The 1998 shareholders’ agreement gives third-party plaintiffs the first right to purchase their deceased father’s 25% interest in certain family-owned real estate ventures in which third-party defendants, their uncles, held the remaining 75% interest. The agreement does not set a deadline for third-party plaintiffs’ exercise of this right. However, it does provide that the closing on any sale was to take place on the 60th day following the date of death, or at such other time as the parties might agree. Further, it provides that the purchase price, as determined by a given formula involving a property’s rent roll, outstanding mortgage balance and accumulated retained earnings, was to be evidenced by a promissory note payable in 20 equal quarterly installments commencing on the 12th day of the third calendar month following the date of death, i.e., on January 12, 2000, the third-party plaintiffs’ father having died on October 3, 1999. Third-party defendants claim their nephews waived their right of first purchase by failing to execute the promissory note by January 12, 2000. Third-party plaintiffs respond that they promptly advised their uncles of their intent to exercise such right but that the latter prevented them from doing so by withholding information pertaining to the properties’ operations necessary to ascertain the purchase price and otherwise make an informed decision as to whether to exercise the right.

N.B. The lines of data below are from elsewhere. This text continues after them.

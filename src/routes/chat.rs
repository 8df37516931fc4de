use actix_web::{web, HttpResponse, Responder};
use serde::{Deserialize, Serialize};

use crate::services::chat_service::{ChatService, FALLBACK_REPLY};

#[derive(Debug, Deserialize)]
pub struct ChatRequest {
    pub message: String,
}

#[derive(Debug, Serialize)]
pub struct ChatResponse {
    pub reply: String,
}

/// FAQ assistant. Upstream failures never surface as errors; the caller
/// always gets a reply body.
pub async fn ask(input: web::Json<ChatRequest>) -> impl Responder {
    let message = input.into_inner().message;
    if message.trim().is_empty() {
        return HttpResponse::BadRequest().body("Message must not be empty");
    }

    let service = match ChatService::new() {
        Ok(service) => service,
        Err(err) => {
            eprintln!("Chat service unavailable: {}", err);
            return HttpResponse::Ok().json(ChatResponse {
                reply: FALLBACK_REPLY.to_string(),
            });
        }
    };

    match service.ask(&message).await {
        Ok(reply) => HttpResponse::Ok().json(ChatResponse { reply }),
        Err(err) => {
            eprintln!("Chat completion failed: {}", err);
            HttpResponse::Ok().json(ChatResponse {
                reply: FALLBACK_REPLY.to_string(),
            })
        }
    }
}
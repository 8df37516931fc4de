use actix_web::{web, HttpResponse, Responder};
use bson::{doc, oid::ObjectId};
use chrono::Utc;
use futures::TryStreamExt;
use mongodb::Client;
use std::sync::Arc;

use crate::db::mongo::DATABASE;
use crate::middleware::auth::Claims;
use crate::models::planner::AddonLine;
use crate::models::trip::{Trip, TripInput, TripStatus, TripStatusUpdate};
use crate::services::planner_service::PlannerService;

/// Trips for the signed-in user, newest first.
pub async fn get_trips(
    data: web::Data<Arc<Client>>,
    path: web::Path<(String,)>,
    claims: Claims,
) -> impl Responder {
    if path.into_inner().0 != claims.user_id {
        return HttpResponse::Forbidden().body("Forbidden");
    }

    let client = data.into_inner();
    let collection: mongodb::Collection<Trip> = client.database(DATABASE).collection("Trips");

    let user_id = match ObjectId::parse_str(&claims.user_id) {
        Ok(id) => id,
        Err(_) => return HttpResponse::BadRequest().body("Invalid user ID"),
    };

    let filter = doc! { "user_id": user_id };

    match collection
        .find(filter)
        .sort(doc! { "created_at": -1 })
        .await
    {
        Ok(cursor) => match cursor.try_collect::<Vec<Trip>>().await {
            Ok(trips) => HttpResponse::Ok().json(trips),
            Err(err) => {
                eprintln!("Error retrieving trips: {:?}", err);
                HttpResponse::InternalServerError().body("Failed to retrieve trips")
            }
        },
        Err(err) => {
            eprintln!("Error fetching trips: {:?}", err);
            HttpResponse::InternalServerError().body("Failed to fetch trips")
        }
    }
}

/// Save a planned trip. The total is recomputed here from the duration and
/// the deduplicated add-on selection; a client-sent price is never trusted.
pub async fn add_trip(
    data: web::Data<Arc<Client>>,
    input: web::Json<TripInput>,
    path: web::Path<(String,)>,
    claims: Claims,
) -> impl Responder {
    if path.into_inner().0 != claims.user_id {
        return HttpResponse::Forbidden().body("Forbidden");
    }

    let client = data.into_inner();
    let collection: mongodb::Collection<Trip> = client.database(DATABASE).collection("Trips");

    let user_id = match ObjectId::parse_str(&claims.user_id) {
        Ok(id) => id,
        Err(_) => return HttpResponse::BadRequest().body("Invalid user ID"),
    };

    let input = input.into_inner();

    let duration_days = PlannerService::clamp_duration(input.duration_days);
    let selection = PlannerService::addon_set(&input.addons);
    let total_cost = PlannerService::total_cost(duration_days, &selection);

    let time = Utc::now();
    let trip = Trip {
        id: None,
        user_id,
        title: input.title,
        mountain: input.mountain,
        activity_type: input.activity_type,
        start_date: input.start_date,
        end_date: input.end_date,
        addons: selection.iter().map(|pkg| AddonLine::from(*pkg)).collect(),
        total_cost,
        status: TripStatus::Planned,
        created_at: Some(time),
        updated_at: Some(time),
    };

    match collection.insert_one(&trip).await {
        Ok(result) => {
            let trip_id = match result.inserted_id.as_object_id() {
                Some(id) => id.to_string(),
                None => {
                    return HttpResponse::InternalServerError().body("Failed to read trip id")
                }
            };
            HttpResponse::Ok().json(serde_json::json!({
                "trip_id": trip_id,
                "total_cost": total_cost
            }))
        }
        Err(err) => {
            eprintln!("Error creating trip: {:?}", err);
            HttpResponse::InternalServerError().body("Failed to create trip")
        }
    }
}

pub async fn get_trip_by_id(
    data: web::Data<Arc<Client>>,
    path: web::Path<(String, String)>,
    claims: Claims,
) -> impl Responder {
    let client = data.into_inner();
    let collection: mongodb::Collection<Trip> = client.database(DATABASE).collection("Trips");

    let (user_id, trip_id) = path.into_inner();
    if user_id != claims.user_id {
        return HttpResponse::Forbidden().body("Forbidden");
    }

    let trip_object_id = match ObjectId::parse_str(&trip_id) {
        Ok(id) => id,
        Err(e) => {
            eprintln!("Invalid trip ID format: {:?}", e);
            return HttpResponse::BadRequest().body("Invalid trip ID format");
        }
    };
    let user_object_id = match ObjectId::parse_str(&claims.user_id) {
        Ok(id) => id,
        Err(_) => return HttpResponse::BadRequest().body("Invalid user ID"),
    };

    let filter = doc! {
        "_id": trip_object_id,
        "user_id": user_object_id,
    };

    match collection.find_one(filter).await {
        Ok(Some(trip)) => HttpResponse::Ok().json(trip),
        Ok(None) => HttpResponse::NotFound().body("Trip not found"),
        Err(e) => {
            eprintln!("Error fetching trip: {:?}", e);
            HttpResponse::InternalServerError().body("Failed to fetch trip")
        }
    }
}

pub async fn update_trip_status(
    data: web::Data<Arc<Client>>,
    input: web::Json<TripStatusUpdate>,
    path: web::Path<(String, String)>,
    claims: Claims,
) -> impl Responder {
    let client = data.into_inner();
    let collection: mongodb::Collection<Trip> = client.database(DATABASE).collection("Trips");

    let (user_id, trip_id) = path.into_inner();
    if user_id != claims.user_id {
        return HttpResponse::Forbidden().body("Forbidden");
    }

    let trip_object_id = match ObjectId::parse_str(&trip_id) {
        Ok(id) => id,
        Err(_) => return HttpResponse::BadRequest().body("Invalid trip ID format"),
    };
    let user_object_id = match ObjectId::parse_str(&claims.user_id) {
        Ok(id) => id,
        Err(_) => return HttpResponse::BadRequest().body("Invalid user ID"),
    };

    let status = match bson::to_bson(&input.into_inner().status) {
        Ok(status) => status,
        Err(_) => return HttpResponse::BadRequest().body("Invalid status"),
    };

    let filter = doc! {
        "_id": trip_object_id,
        "user_id": user_object_id,
    };
    let update = doc! {
        "$set": {
            "status": status,
            "updated_at": Utc::now().to_rfc3339()
        }
    };

    match collection.update_one(filter, update).await {
        Ok(result) => {
            if result.matched_count == 0 {
                return HttpResponse::NotFound().body("Trip not found");
            }
            HttpResponse::Ok().body("Trip status updated")
        }
        Err(err) => {
            eprintln!("Error updating trip: {:?}", err);
            HttpResponse::InternalServerError().body("Failed to update trip")
        }
    }
}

The motion to dismiss was properly denied in view of the vague admission by third-party defendants that their nephews *517did “at one point” indicate a desire to exercise their right of purchase, and because their documentary evidence does not show that they ever advised the nephews of the purchase price by either the December 2, 1999 closing date or the January 12, 2000 deadline for commencing payment, much less did they provide any information necessary to calculate that price. We note that neither of these dates was made “of the essence” by the shareholders’ agreement (see Sidor v Cohen, 151 AD2d 660 [1989]). Counsel’s letter of June 11, 2001, indicating third-party plaintiffs’ “probable” disinterest in purchasing their father’s shares and requesting return of deposits made by them after January 12, 2000, does not conclusively establish that they had abandoned their right of purchase. In the context of the instant record, such letter merely shows that the parties were engaged in ongoing negotiations involving distribution of the children’s interests in various family businesses. Concur—Nardelli, J.P., Mazzarelli, Sullivan, Lerner and Friedman, JJ.